Fiat 50 motors on! – Investing Ireland August 2021
Last month marked the 50th anniversary of the “Nixon Shock” of August, 1971, whereby the US dollar’s unpegging from its Gold Standard straitjacket served to liberate the fiat currency printing presses of the global financial system in a manner that has fuelled a debt-financed asset-inflation odyssey for three generations of investors.
Equity markets duly celebrated this landmark anniversary with their 7th consecutive month of gains, that Worry Wall of Delta variant, peak growth (for economies and earnings), inflation risk, Fed taper talk and now Afghanistan still being climbed in resolute fashion by a TINA investment community amply lubricated by the excess liquidity drip-feed of current central bank policy settings.

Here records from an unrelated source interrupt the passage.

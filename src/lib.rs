
//! Read Sigma/Foveon x3f raw camera files.
//!
//! An x3f file is a little endian container with a trailing directory.
//! The directory lists property lists (utf16 key/value metadata),
//! image sections (thumbnails and raw sensor planes),
//! and camf sections (encrypted camera calibration metadata).
//!
//! ```no_run
//! use x3f::prelude::*;
//!
//! fn main() -> Result<()> {
//!     let mut file = X3fFile::read_from_file("photo.x3f")?;
//!
//!     if let Some(properties) = file.prop() {
//!         for (name, value) in file.load_properties(properties)?.properties() {
//!             println!("{} = {}", name, value);
//!         }
//!     }
//!
//!     if let Some(raw) = file.raw() {
//!         let image = file.load_image(raw)?;
//!         println!("{} planes of raw data", image.planes().len());
//!     }
//!
//!     Ok(())
//! }
//! ```

#![warn(
    rust_2018_idioms,
    future_incompatible,
    unused_extern_crates,
    unused,

    missing_copy_implementations,
    missing_debug_implementations,

    clippy::all,
    clippy::pedantic,
)]

#![deny(
    unused_must_use,
    trivial_numeric_casts,
)]

#![forbid(unsafe_code)]

#![warn(missing_docs)]


pub mod io; // public to allow for custom section byte parsing

pub mod camf;
pub mod compression;
pub mod error;
pub mod file;
pub mod image;
pub mod meta;

/// Re-exports of all types commonly required for simply reading an x3f image.
pub mod prelude {

    // main exports
    pub use crate::file::{SectionData, SectionHandle, X3fFile};

    // secondary data types
    pub use crate::camf::{Camf, CamfEntry, CamfMatrix, CamfValue, MatrixValues};
    pub use crate::error::{Error, Result};
    pub use crate::image::{ImageKind, ImageSection, PixelData, Plane, PlaneView, Samples};
    pub use crate::meta::property::PropertyList;
    pub use crate::meta::{FileHeader, SectionInfo, SectionKind, Version};
}
#[cfg(test)]
mod test {
    use std::io::Cursor;

    use super::*;

    fn minimal_header_bytes(version: u32) -> Vec<u8> {
        let mut bytes = Vec::new();
        bytes.extend_from_slice(&magic_number::FILE);
        bytes.extend_from_slice(&version.to_le_bytes());
        bytes.extend_from_slice(&[0_u8; 16]);
        bytes.extend_from_slice(&0_u32.to_le_bytes());
        bytes.extend_from_slice(&6000_u32.to_le_bytes());
        bytes.extend_from_slice(&4000_u32.to_le_bytes());
        bytes.extend_from_slice(&90_u32.to_le_bytes());
        bytes
    }

    #[test]
    fn reads_a_version_two_zero_header() {
        let bytes = minimal_header_bytes(0x0002_0000);
        let header = FileHeader::read(&mut bytes.as_slice()).unwrap();

        assert_eq!(header.version, Version(0x0002_0000));
        assert_eq!((header.columns, header.rows, header.rotation), (6000, 4000, 90));
        assert!(header.extended.is_none());
    }

    #[test]
    fn reads_the_extended_header_of_version_two_one() {
        let mut bytes = minimal_header_bytes(0x0002_0001);

        let mut label = [0_u8; 32];
        label[.. 4].copy_from_slice(b"Auto");
        bytes.extend_from_slice(&label);

        let mut tags = [0_u8; 32];
        tags[0] = 1;
        tags[5] = 10;
        bytes.extend_from_slice(&tags);

        for index in 0 .. 32 {
            bytes.extend_from_slice(&(index as f32).to_le_bytes());
        }

        let header = FileHeader::read(&mut bytes.as_slice()).unwrap();
        let extended = header.extended.unwrap();

        assert_eq!(extended.white_balance, "Auto");
        assert_eq!(
            extended.adjustments().collect::<Vec<_>>(),
            vec![(Adjustment::Exposure, 0.0), (Adjustment::FillLight, 5.0)]
        );
    }

    #[test]
    fn rejects_wrong_magic() {
        let mut bytes = minimal_header_bytes(0x0002_0000);
        bytes[0 .. 4].copy_from_slice(b"EXIF");

        match FileHeader::read(&mut bytes.as_slice()) {
            Err(Error::MalformedHeader(_)) => {},
            other => panic!("expected MalformedHeader, got {:?}", other),
        }
    }

    #[test]
    fn rejects_unknown_major_versions() {
        let bytes = minimal_header_bytes(0x0003_0000);
        match FileHeader::read(&mut bytes.as_slice()) {
            Err(Error::UnsupportedVersion(0x0003_0000)) => {},
            other => panic!("expected UnsupportedVersion, got {:?}", other),
        }
    }

    #[test]
    fn rejects_impossible_rotations() {
        let mut bytes = minimal_header_bytes(0x0002_0000);
        let rotation_offset = bytes.len() - 4;
        bytes[rotation_offset ..].copy_from_slice(&45_u32.to_le_bytes());

        match FileHeader::read(&mut bytes.as_slice()) {
            Err(Error::MalformedHeader(_)) => {},
            other => panic!("expected MalformedHeader, got {:?}", other),
        }
    }

    /// The last four bytes of a 128 byte file saying 0x30 0x00 0x00 0x00
    /// place the directory at absolute offset 48.
    #[test]
    fn directory_pointer_is_little_endian() {
        let mut bytes = vec![0_u8; 128];

        bytes[48 .. 52].copy_from_slice(&magic_number::DIRECTORY);
        bytes[52 .. 56].copy_from_slice(&0x0002_0000_u32.to_le_bytes());
        bytes[56 .. 60].copy_from_slice(&0_u32.to_le_bytes());
        bytes[124 .. 128].copy_from_slice(&[0x30, 0x00, 0x00, 0x00]);

        let mut reader = Tracking::new(Cursor::new(bytes)).unwrap();
        let directory = Directory::read_from(&mut reader, 128).unwrap();
        assert!(directory.entries.is_empty());
    }

    #[test]
    fn rejects_entries_outside_the_file() {
        let mut bytes = vec![0_u8; 64];

        bytes[0 .. 4].copy_from_slice(&magic_number::DIRECTORY);
        bytes[4 .. 8].copy_from_slice(&0x0002_0000_u32.to_le_bytes());
        bytes[8 .. 12].copy_from_slice(&1_u32.to_le_bytes());
        bytes[12 .. 16].copy_from_slice(&100_u32.to_le_bytes()); // offset
        bytes[16 .. 20].copy_from_slice(&32_u32.to_le_bytes()); // size
        bytes[20 .. 24].copy_from_slice(b"PROP");
        bytes[60 .. 64].copy_from_slice(&0_u32.to_le_bytes());

        let mut reader = Tracking::new(Cursor::new(bytes)).unwrap();
        match Directory::read_from(&mut reader, 64) {
            Err(Error::MalformedSection(_)) => {},
            other => panic!("expected MalformedSection, got {:?}", other),
        }
    }

    #[test]
    fn rejects_overlapping_entries() {
        let mut bytes = vec![0_u8; 64];

        bytes[0 .. 4].copy_from_slice(&magic_number::DIRECTORY);
        bytes[4 .. 8].copy_from_slice(&0x0002_0000_u32.to_le_bytes());
        bytes[8 .. 12].copy_from_slice(&2_u32.to_le_bytes());

        bytes[12 .. 16].copy_from_slice(&40_u32.to_le_bytes());
        bytes[16 .. 20].copy_from_slice(&10_u32.to_le_bytes());
        bytes[20 .. 24].copy_from_slice(b"PROP");

        bytes[24 .. 28].copy_from_slice(&45_u32.to_le_bytes());
        bytes[28 .. 32].copy_from_slice(&10_u32.to_le_bytes());
        bytes[32 .. 36].copy_from_slice(b"CAMF");

        bytes[60 .. 64].copy_from_slice(&0_u32.to_le_bytes());

        let mut reader = Tracking::new(Cursor::new(bytes)).unwrap();
        match Directory::read_from(&mut reader, 64) {
            Err(Error::MalformedSection(_)) => {},
            other => panic!("expected MalformedSection, got {:?}", other),
        }
    }

    #[test]
    fn classifies_entry_types() {
        assert_eq!(SectionKind::from_entry_type(*b"PROP"), SectionKind::Property);
        assert_eq!(SectionKind::from_entry_type(*b"IMAG"), SectionKind::Image);
        assert_eq!(SectionKind::from_entry_type(*b"IMA2"), SectionKind::Image);
        assert_eq!(SectionKind::from_entry_type(*b"IMAF"), SectionKind::Image);
        assert_eq!(SectionKind::from_entry_type(*b"CAMF"), SectionKind::Camf);
        assert_eq!(SectionKind::from_entry_type(*b"WAVE"), SectionKind::Unknown);
    }
}
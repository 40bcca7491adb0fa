
//! The property list section:
//! a table of utf16 name/value string pairs,
//! for example `AEMODE` -> `8` or `CAMMODEL` -> `SIGMA DP2 Merrill`.

use crate::error::{Error, Result};
use crate::io::Data;
use crate::meta::PropertyInfo;


/// A decoded property list.
/// Strings are converted from utf16 to utf8 once, at load time.
#[derive(Debug, Clone, PartialEq)]
pub struct PropertyList {

    /// The character encoding tag from the section header.
    pub character_format: u32,

    properties: Vec<(String, String)>,
}

impl PropertyList {

    /// All name/value pairs, in file order.
    pub fn properties(&self) -> impl Iterator<Item = (&str, &str)> {
        self.properties.iter().map(|(name, value)| (name.as_str(), value.as_str()))
    }

    /// Number of pairs.
    pub fn len(&self) -> usize {
        self.properties.len()
    }

    /// Whether the list holds no pairs at all.
    pub fn is_empty(&self) -> bool {
        self.properties.is_empty()
    }

    /// Look up the value of the property with the given name.
    pub fn value(&self, name: &str) -> Option<&str> {
        self.properties.iter()
            .find(|(property, _)| property == name)
            .map(|(_, value)| value.as_str())
    }

    /// Decode the payload of a property list section.
    pub(crate) fn parse(info: &PropertyInfo, payload: &[u8]) -> Result<Self> {
        // only the utf16 character format was ever written
        if info.character_format != 0 {
            return Err(Error::property("unknown character format"));
        }

        let count = info.num_properties as usize;
        let offsets_length = count.checked_mul(8)
            .filter(|&length| length <= payload.len())
            .ok_or_else(|| Error::property("offset table exceeds the section"))?;

        let (mut offset_bytes, mut pool_bytes) = payload.split_at(offsets_length);

        // the character pool is a sequence of little endian utf16 units
        let pool_bytes_len = pool_bytes.len();
        let pool = u16::read_vec(
            &mut pool_bytes, pool_bytes_len / 2,
            pool_bytes_len, "character pool",
        )?;

        if u64::from(info.total_length) > pool.len() as u64 {
            log::debug!(
                "property pool declares {} units but holds {}",
                info.total_length, pool.len()
            );
        }

        let mut properties = Vec::with_capacity(count);

        for _ in 0 .. count {
            let name_offset = u32::read(&mut offset_bytes)?;
            let value_offset = u32::read(&mut offset_bytes)?;

            properties.push((
                terminated_utf16(&pool, name_offset)?,
                terminated_utf16(&pool, value_offset)?,
            ));
        }

        Ok(Self { character_format: info.character_format, properties })
    }
}

/// Extract the nul terminated utf16 string
/// at the given unit offset into the pool.
fn terminated_utf16(pool: &[u16], offset: u32) -> Result<String> {
    let tail = pool.get(offset as usize ..)
        .ok_or_else(|| Error::property("string offset outside the character pool"))?;

    let length = tail.iter().position(|&unit| unit == 0)
        .ok_or_else(|| Error::property("unterminated string"))?;

    String::from_utf16(&tail[.. length])
        .map_err(|_| Error::property("string is not valid utf16"))
}
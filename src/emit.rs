//! Identifier derivation, hex formatting, and header rendering.

use std::path::{Path, PathBuf};

use crate::error::{Error, Result};

/// Required input extension, compared case-insensitively.
pub const REQUIRED_EXTENSION: &str = "vlw";

/// Byte literals per output line.
const BYTES_PER_LINE: usize = 16;

/// Check whether a path has the `.vlw` extension (case-insensitive).
pub fn has_vlw_extension(path: &Path) -> bool {
    path.extension()
        .and_then(|ext| ext.to_str())
        .is_some_and(|ext| ext.eq_ignore_ascii_case(REQUIRED_EXTENSION))
}

/// Derive the C array identifier from the input path.
///
/// Takes the file stem (no directory, no extension) and strips every hyphen.
/// No other sanitization is applied, so a stem like `8x8` passes through as-is
/// even though it is not a valid C identifier.
pub fn derive_identifier(path: &Path) -> Result<String> {
    let stem = path
        .file_stem()
        .and_then(|s| s.to_str())
        .ok_or_else(|| Error::NoFileName { path: path.to_path_buf() })?;
    Ok(stem.replace('-', ""))
}

/// Format bytes as `0xHH, ` literals, 16 per line.
///
/// The newline precedes the first byte of each line after the first, so the
/// output has no leading or trailing newline and an empty input produces an
/// empty string.
pub fn format_bytes(data: &[u8]) -> String {
    let mut out = String::with_capacity(data.len() * 6 + data.len() / BYTES_PER_LINE);
    for (index, byte) in data.iter().enumerate() {
        if index > 0 && index % BYTES_PER_LINE == 0 {
            out.push('\n');
        }
        out.push_str(&format!("0x{byte:02X}, "));
    }
    out
}

/// Wrap a formatted byte block in the header template.
///
/// The leading blank line matches the reference generator's output.
pub fn render_header(name: &str, bytes: &str) -> String {
    format!("\n#include <pgmspace.h>\n\nconst uint8_t {name}[] PROGMEM = {{\n{bytes}\n}};\n")
}

/// Compute the output path: same directory, derived identifier, `.h` extension.
pub fn output_path(input: &Path) -> Result<PathBuf> {
    let name = derive_identifier(input)?;
    Ok(input.with_file_name(format!("{name}.h")))
}
//! Notes Sync server
//!
//! Serves per-user notes and todos from a SQLite document store, with live
//! snapshots over server-sent events.

use std::sync::Arc;

use tracing_subscriber::{layer::SubscriberExt, util::SubscriberInitExt, EnvFilter};

use notes_sync::config::Config;
use notes_sync::data::DataAccess;
use notes_sync::db::{self, SqliteDocumentStore};
use notes_sync::update_check::UpdateChecker;
use notes_sync::{create_router, AppState};

#[tokio::main]
async fn main() -> Result<(), Box<dyn std::error::Error>> {
    // Load configuration
    let config = Config::from_env()?;

    // Initialize logging
    let env_filter =
        EnvFilter::try_from_default_env().unwrap_or_else(|_| EnvFilter::new(&config.log_level));

    let registry = tracing_subscriber::registry().with(env_filter);
    if config.log_json {
        registry.with(tracing_subscriber::fmt::layer().json()).init();
    } else {
        registry.with(tracing_subscriber::fmt::layer()).init();
    }

    tracing::info!("Starting Notes Sync {}", notes_sync::update_check::CURRENT_VERSION);
    tracing::info!("Database path: {:?}", config.db_path);
    tracing::info!("Bind address: {}", config.bind_addr);

    if config.api_psk.is_none() {
        tracing::warn!("No API PSK configured (NOTES_API_PSK). Authentication is disabled!");
    }

    // Initialize database
    let pool = db::init_database(&config.db_path).await?;
    let store = Arc::new(SqliteDocumentStore::new(pool));
    let data = Arc::new(DataAccess::new(store));

    let updates = Arc::new(UpdateChecker::new(
        config.releases_url.clone(),
        config.update_timeout,
    )?);
    if config.releases_url.is_none() {
        tracing::info!("Release URL not set (NOTES_RELEASES_URL); update checks disabled");
    }

    let state = AppState {
        data,
        updates,
        config: Arc::new(config.clone()),
    };

    let app = create_router(state);

    let listener = tokio::net::TcpListener::bind(&config.bind_addr).await?;
    tracing::info!("Server listening on {}", config.bind_addr);

    axum::serve(listener, app)
        .with_graceful_shutdown(shutdown_signal())
        .await?;

    tracing::info!("Server stopped");
    Ok(())
}

async fn shutdown_signal() {
    if let Err(e) = tokio::signal::ctrl_c().await {
        tracing::error!("Failed to listen for shutdown signal: {}", e);
        std::future::pending::<()>().await;
    }
    tracing::info!("Shutdown signal received");
}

The MSCI World advanced by a further 2.5% in August, its recovery from the March, 2020 lows now exceeding 100% (dividends included).
Value indices once again lagged Growth on both sides of the Atlantic, although the gap narrowed from previous months, with financials extending their recovery back towards cycle peaks.
The S&P500 secured it’s 54th record close ytd above 4,500 by month’s-end, whilst the STOXX 600 enjoyed 10 straight gains, its longest run of consecutive daily advances since 2006. Equity markets were not without their mid-month swoon, however, this a recurring (and perhaps options-expiry related) feature of the past several months.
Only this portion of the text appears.